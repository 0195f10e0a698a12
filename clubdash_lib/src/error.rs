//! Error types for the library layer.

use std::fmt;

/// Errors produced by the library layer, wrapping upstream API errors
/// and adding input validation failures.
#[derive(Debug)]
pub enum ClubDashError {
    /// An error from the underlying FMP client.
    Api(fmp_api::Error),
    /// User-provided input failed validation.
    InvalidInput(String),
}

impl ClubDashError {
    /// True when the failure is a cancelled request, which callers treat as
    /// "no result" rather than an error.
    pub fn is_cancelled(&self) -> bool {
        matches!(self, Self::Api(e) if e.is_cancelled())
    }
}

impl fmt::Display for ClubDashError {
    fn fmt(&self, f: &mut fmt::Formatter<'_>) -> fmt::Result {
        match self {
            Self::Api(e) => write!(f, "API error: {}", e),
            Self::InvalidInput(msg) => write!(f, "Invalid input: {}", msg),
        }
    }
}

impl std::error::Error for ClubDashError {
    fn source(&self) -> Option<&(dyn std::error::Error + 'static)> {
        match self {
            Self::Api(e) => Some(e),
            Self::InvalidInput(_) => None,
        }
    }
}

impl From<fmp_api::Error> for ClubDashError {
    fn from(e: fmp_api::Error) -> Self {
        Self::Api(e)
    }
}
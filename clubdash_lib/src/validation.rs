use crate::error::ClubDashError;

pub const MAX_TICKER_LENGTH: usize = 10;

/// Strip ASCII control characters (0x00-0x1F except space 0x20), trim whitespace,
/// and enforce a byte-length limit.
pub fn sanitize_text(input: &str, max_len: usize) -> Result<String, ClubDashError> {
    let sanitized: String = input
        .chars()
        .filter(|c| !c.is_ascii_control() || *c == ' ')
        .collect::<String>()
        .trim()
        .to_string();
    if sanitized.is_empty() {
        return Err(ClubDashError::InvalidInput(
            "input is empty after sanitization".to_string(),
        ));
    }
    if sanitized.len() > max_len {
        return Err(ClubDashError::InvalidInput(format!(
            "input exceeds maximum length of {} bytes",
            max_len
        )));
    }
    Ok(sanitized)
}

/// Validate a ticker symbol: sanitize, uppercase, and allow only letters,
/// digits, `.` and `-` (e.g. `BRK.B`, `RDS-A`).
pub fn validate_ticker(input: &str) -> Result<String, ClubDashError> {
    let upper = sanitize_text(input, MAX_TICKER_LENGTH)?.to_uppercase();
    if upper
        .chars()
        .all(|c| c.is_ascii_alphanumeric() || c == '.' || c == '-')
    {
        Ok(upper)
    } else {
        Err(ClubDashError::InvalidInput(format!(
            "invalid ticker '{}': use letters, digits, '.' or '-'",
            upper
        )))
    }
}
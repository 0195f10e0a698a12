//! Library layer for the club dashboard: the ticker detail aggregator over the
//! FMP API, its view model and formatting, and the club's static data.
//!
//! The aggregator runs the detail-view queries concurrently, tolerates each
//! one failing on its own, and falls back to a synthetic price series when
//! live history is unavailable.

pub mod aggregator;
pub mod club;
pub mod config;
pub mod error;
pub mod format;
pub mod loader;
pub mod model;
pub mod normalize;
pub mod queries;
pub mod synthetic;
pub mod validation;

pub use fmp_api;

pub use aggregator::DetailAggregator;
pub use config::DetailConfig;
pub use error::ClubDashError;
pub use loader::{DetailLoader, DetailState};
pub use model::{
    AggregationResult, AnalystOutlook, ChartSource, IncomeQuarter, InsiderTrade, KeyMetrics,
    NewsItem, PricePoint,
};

...

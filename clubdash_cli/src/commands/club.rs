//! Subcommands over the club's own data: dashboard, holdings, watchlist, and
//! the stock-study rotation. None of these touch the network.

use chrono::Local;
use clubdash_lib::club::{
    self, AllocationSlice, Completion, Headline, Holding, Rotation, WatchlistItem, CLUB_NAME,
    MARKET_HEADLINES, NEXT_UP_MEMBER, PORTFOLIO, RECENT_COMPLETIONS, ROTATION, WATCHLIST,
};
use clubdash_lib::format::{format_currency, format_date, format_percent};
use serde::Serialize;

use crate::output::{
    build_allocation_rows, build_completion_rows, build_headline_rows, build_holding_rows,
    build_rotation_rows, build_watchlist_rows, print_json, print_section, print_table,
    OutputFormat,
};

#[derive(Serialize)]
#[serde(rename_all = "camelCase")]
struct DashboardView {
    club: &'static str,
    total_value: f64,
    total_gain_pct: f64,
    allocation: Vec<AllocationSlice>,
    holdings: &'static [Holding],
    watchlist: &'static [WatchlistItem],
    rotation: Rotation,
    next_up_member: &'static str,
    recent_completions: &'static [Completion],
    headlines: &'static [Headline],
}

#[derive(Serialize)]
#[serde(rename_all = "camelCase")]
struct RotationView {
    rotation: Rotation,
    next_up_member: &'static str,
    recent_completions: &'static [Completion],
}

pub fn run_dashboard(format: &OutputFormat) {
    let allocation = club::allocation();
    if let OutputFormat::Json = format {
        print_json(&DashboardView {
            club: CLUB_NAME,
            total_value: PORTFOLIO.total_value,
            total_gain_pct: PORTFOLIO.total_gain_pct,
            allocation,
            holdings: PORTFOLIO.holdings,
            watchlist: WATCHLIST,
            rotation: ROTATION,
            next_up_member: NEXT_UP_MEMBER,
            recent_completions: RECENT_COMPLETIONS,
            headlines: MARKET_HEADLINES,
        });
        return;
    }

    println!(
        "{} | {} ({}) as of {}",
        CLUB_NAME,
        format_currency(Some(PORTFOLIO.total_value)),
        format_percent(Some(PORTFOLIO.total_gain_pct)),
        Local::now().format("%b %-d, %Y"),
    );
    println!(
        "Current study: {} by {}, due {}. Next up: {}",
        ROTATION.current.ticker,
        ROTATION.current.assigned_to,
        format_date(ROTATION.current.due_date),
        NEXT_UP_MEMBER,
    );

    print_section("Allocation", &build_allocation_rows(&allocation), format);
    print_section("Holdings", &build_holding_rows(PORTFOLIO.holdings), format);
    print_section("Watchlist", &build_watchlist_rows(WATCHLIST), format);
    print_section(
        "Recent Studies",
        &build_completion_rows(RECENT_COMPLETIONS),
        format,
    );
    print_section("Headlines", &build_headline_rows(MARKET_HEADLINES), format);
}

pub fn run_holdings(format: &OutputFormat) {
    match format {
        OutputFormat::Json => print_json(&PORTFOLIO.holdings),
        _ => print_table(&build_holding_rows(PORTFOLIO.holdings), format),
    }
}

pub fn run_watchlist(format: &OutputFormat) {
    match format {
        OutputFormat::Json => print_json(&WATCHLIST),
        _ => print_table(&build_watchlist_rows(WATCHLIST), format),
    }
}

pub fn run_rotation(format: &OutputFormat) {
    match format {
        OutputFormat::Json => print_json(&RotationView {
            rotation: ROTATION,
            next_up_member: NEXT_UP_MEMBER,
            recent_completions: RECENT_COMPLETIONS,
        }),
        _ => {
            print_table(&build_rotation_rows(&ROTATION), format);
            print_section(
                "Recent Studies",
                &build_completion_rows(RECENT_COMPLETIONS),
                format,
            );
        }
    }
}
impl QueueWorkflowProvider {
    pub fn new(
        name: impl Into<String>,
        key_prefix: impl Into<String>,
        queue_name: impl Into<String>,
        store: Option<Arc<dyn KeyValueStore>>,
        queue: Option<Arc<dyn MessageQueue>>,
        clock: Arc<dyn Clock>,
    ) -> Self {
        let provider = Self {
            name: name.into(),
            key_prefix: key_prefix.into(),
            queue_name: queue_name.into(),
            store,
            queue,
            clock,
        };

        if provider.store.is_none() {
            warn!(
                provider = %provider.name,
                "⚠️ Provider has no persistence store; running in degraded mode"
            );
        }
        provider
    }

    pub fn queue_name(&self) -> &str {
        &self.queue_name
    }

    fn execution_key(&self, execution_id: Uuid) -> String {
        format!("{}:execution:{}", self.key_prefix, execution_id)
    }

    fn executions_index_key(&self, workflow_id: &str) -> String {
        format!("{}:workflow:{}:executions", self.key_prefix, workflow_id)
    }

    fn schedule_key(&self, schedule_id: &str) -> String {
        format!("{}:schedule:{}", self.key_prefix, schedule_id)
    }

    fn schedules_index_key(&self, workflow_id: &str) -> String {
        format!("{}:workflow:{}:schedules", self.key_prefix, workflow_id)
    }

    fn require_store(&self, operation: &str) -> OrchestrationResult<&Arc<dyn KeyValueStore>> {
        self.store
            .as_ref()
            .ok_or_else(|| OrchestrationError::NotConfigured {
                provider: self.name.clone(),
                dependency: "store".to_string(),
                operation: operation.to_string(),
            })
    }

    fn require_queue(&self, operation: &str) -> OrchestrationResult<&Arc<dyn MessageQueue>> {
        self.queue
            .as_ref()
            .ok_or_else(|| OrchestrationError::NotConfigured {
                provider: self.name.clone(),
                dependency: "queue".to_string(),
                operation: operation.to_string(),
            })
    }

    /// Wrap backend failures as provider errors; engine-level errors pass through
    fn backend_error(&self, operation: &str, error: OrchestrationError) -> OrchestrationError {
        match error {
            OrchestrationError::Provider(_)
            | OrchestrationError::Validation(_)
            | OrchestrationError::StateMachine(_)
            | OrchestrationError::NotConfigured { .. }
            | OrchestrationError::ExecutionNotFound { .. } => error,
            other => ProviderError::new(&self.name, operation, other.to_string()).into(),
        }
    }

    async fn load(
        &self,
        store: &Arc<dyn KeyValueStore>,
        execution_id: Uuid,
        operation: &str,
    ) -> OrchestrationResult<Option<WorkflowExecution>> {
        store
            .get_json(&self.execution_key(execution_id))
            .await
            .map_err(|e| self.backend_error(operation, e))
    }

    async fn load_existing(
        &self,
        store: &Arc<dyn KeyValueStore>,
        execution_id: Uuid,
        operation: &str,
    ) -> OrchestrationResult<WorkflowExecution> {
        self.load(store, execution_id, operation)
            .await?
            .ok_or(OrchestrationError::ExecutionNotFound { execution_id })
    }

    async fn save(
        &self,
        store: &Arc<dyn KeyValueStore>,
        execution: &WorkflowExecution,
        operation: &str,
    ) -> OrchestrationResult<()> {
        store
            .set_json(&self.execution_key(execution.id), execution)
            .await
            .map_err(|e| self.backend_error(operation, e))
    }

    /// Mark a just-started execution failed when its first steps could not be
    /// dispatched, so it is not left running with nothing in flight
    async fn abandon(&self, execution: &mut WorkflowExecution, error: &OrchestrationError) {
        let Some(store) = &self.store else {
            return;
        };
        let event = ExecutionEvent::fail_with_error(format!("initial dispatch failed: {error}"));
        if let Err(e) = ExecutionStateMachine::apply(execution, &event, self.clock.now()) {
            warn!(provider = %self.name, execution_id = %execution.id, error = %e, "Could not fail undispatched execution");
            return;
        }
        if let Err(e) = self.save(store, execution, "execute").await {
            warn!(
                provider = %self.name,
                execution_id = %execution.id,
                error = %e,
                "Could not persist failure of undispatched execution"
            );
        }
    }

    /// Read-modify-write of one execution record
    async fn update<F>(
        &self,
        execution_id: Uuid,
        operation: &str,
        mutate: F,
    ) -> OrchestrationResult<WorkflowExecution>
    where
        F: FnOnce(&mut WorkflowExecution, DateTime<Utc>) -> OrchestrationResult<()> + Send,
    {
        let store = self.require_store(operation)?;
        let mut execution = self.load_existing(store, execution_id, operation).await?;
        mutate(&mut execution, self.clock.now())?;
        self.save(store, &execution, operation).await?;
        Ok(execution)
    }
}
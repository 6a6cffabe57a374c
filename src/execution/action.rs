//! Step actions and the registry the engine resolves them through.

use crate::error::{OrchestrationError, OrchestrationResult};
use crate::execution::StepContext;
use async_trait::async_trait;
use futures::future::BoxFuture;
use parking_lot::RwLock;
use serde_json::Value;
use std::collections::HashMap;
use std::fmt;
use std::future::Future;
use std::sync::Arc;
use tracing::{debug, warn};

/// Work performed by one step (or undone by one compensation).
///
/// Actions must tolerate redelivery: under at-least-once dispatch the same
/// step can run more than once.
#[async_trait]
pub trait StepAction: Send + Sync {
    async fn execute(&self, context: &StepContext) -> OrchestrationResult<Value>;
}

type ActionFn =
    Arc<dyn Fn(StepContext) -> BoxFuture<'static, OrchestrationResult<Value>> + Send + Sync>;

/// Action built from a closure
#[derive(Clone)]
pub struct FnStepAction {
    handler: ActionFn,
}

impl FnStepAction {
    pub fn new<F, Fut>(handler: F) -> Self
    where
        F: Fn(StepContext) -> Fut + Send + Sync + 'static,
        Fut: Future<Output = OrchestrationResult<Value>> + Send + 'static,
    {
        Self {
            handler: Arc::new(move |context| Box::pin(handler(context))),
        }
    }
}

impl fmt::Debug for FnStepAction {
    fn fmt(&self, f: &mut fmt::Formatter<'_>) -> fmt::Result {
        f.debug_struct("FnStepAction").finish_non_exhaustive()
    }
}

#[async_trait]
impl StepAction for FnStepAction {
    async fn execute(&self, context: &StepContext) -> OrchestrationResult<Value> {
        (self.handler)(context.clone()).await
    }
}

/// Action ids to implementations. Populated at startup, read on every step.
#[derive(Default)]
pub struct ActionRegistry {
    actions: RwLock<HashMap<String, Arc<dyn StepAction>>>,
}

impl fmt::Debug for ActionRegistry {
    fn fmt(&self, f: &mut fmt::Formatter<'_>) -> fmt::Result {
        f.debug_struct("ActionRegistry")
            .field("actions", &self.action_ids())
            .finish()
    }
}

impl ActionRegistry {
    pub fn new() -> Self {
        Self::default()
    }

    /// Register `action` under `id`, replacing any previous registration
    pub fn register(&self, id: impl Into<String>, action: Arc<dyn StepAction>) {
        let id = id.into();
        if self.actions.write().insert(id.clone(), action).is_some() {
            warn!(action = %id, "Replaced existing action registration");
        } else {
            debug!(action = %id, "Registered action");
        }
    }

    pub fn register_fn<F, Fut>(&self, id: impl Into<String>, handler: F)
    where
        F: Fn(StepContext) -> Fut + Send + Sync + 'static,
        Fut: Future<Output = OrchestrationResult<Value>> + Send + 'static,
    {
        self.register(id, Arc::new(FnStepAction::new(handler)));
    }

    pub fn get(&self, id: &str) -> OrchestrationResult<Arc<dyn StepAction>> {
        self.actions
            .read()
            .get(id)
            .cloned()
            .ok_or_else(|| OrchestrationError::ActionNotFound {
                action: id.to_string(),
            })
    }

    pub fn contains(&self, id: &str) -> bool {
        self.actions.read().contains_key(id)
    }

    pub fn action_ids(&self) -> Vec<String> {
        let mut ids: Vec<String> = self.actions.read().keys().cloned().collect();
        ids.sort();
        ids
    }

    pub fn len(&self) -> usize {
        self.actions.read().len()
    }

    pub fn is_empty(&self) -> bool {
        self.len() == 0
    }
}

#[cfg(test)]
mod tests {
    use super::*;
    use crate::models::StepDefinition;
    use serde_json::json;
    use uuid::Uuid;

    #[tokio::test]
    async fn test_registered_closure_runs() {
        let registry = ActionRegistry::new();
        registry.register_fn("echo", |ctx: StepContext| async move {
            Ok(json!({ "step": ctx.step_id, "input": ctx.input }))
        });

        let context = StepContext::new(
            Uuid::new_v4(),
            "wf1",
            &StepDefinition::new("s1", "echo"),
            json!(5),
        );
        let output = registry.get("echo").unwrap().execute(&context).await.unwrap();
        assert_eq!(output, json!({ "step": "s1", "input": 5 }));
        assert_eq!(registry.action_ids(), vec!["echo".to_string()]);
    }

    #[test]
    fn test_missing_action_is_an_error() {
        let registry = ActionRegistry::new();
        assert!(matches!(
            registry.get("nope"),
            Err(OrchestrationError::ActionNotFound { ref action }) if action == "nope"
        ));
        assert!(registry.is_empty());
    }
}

==

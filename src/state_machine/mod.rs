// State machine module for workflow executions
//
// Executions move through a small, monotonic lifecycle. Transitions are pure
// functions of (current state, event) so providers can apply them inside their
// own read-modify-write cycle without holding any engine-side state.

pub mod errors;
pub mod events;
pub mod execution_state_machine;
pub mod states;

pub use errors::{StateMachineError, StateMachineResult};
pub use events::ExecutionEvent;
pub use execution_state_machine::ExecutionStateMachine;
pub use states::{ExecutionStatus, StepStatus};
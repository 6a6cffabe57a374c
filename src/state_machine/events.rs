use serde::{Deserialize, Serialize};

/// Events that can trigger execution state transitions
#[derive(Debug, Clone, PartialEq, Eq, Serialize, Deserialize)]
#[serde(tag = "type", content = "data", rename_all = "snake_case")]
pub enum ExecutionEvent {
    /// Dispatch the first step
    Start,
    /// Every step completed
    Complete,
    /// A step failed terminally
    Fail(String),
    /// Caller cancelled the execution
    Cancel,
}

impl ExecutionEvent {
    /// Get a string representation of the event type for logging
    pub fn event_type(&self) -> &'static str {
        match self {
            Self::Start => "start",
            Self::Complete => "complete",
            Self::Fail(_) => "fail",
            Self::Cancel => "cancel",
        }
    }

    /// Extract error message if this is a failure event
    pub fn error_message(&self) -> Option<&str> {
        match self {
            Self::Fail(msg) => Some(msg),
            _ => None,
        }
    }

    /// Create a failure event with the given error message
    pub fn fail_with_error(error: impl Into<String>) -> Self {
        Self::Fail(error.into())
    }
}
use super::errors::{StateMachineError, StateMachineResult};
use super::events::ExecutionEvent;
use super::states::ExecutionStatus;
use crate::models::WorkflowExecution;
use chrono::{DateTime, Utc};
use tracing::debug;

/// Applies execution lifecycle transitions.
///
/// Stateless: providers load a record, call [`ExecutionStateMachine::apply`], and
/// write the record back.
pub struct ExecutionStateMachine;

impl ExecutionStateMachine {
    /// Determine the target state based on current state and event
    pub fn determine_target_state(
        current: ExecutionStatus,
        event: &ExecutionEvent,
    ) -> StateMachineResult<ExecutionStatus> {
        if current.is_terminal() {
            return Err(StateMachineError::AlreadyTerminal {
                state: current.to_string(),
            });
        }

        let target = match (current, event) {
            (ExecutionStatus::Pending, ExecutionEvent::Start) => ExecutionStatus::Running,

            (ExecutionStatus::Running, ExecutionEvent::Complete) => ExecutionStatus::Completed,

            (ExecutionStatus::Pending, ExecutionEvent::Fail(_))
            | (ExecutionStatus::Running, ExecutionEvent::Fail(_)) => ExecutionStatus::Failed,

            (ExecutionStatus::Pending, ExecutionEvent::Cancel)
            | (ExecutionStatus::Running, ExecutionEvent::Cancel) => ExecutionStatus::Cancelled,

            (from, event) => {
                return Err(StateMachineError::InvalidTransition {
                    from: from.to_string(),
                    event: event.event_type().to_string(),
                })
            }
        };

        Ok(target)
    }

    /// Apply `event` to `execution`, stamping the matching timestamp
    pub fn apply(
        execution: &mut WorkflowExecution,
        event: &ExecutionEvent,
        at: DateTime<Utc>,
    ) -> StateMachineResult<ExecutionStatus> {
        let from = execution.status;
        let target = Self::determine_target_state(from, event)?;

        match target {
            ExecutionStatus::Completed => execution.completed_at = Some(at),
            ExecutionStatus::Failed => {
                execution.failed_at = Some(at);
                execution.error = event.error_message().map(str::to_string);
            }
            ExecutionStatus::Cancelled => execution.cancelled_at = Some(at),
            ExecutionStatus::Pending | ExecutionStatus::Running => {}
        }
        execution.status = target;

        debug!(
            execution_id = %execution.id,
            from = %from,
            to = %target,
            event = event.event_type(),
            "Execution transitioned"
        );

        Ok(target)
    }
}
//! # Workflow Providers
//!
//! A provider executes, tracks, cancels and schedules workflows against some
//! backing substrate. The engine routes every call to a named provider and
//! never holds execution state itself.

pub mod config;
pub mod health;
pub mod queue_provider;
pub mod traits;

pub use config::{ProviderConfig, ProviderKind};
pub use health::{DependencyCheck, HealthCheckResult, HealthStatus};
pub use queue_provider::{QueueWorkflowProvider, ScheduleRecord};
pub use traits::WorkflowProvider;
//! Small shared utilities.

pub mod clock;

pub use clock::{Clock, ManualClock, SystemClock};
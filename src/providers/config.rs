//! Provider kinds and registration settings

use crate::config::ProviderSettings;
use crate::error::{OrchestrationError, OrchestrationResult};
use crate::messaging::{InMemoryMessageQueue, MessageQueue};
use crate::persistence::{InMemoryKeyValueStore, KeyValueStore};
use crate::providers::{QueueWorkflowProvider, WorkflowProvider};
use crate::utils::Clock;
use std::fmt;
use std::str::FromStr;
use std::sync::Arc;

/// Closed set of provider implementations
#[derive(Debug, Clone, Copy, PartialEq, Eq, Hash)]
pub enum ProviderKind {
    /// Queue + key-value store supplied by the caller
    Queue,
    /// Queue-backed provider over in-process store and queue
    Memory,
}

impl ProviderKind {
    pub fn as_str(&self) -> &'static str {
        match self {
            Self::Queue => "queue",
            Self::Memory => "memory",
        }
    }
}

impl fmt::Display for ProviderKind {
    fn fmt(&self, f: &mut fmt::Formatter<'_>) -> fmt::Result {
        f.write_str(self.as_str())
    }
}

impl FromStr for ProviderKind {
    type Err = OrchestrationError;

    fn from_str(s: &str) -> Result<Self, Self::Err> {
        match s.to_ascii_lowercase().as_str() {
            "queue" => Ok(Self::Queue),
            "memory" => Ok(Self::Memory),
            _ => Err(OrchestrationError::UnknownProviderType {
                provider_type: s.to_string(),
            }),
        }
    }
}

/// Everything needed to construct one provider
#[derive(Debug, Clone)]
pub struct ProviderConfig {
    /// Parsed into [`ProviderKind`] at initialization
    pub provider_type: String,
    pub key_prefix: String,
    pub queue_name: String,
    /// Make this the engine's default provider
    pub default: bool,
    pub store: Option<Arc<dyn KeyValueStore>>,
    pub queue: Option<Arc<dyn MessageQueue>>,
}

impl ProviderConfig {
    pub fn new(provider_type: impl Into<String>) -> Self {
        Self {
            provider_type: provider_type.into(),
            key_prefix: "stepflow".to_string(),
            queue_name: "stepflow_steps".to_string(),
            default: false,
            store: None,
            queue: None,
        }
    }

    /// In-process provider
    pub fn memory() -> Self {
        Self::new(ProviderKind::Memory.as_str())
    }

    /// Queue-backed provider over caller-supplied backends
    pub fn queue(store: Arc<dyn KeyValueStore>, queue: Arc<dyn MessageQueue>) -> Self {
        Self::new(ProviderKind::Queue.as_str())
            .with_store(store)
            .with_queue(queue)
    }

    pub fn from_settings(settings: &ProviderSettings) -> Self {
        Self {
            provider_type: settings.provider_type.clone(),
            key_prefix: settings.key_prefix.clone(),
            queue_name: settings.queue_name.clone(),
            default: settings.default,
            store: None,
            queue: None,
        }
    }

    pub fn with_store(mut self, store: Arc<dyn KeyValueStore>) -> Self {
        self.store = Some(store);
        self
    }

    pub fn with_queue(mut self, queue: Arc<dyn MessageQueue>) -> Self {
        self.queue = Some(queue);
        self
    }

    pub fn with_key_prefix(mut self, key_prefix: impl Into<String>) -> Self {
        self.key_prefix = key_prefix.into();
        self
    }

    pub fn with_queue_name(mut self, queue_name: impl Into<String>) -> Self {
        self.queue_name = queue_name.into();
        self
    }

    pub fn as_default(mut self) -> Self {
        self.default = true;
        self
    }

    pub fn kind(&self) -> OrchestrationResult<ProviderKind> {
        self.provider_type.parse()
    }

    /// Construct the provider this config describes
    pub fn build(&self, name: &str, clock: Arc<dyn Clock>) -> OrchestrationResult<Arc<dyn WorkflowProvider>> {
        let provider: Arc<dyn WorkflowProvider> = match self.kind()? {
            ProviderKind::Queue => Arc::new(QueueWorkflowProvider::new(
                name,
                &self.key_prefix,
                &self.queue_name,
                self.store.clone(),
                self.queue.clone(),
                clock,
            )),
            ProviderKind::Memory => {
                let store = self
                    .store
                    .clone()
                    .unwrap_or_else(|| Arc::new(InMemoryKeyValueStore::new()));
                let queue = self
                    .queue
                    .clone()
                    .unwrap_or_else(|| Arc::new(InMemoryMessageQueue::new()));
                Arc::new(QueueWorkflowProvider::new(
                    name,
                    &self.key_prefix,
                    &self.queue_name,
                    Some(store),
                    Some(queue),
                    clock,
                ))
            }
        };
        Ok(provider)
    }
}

* _To do_
Print exactly the lines of the listing above starting at the line containing "fn execution_key(&self, execution_id: Uuid)" and ending at the line containing "fn executions_index_key(&self, workflow_id: &str)", both included.

* _Written response_
    fn execution_key(&self, execution_id: Uuid) -> String {
        format!("{}:execution:{}", self.key_prefix, execution_id)
    }

    fn executions_index_key(&self, workflow_id: &str) -> String {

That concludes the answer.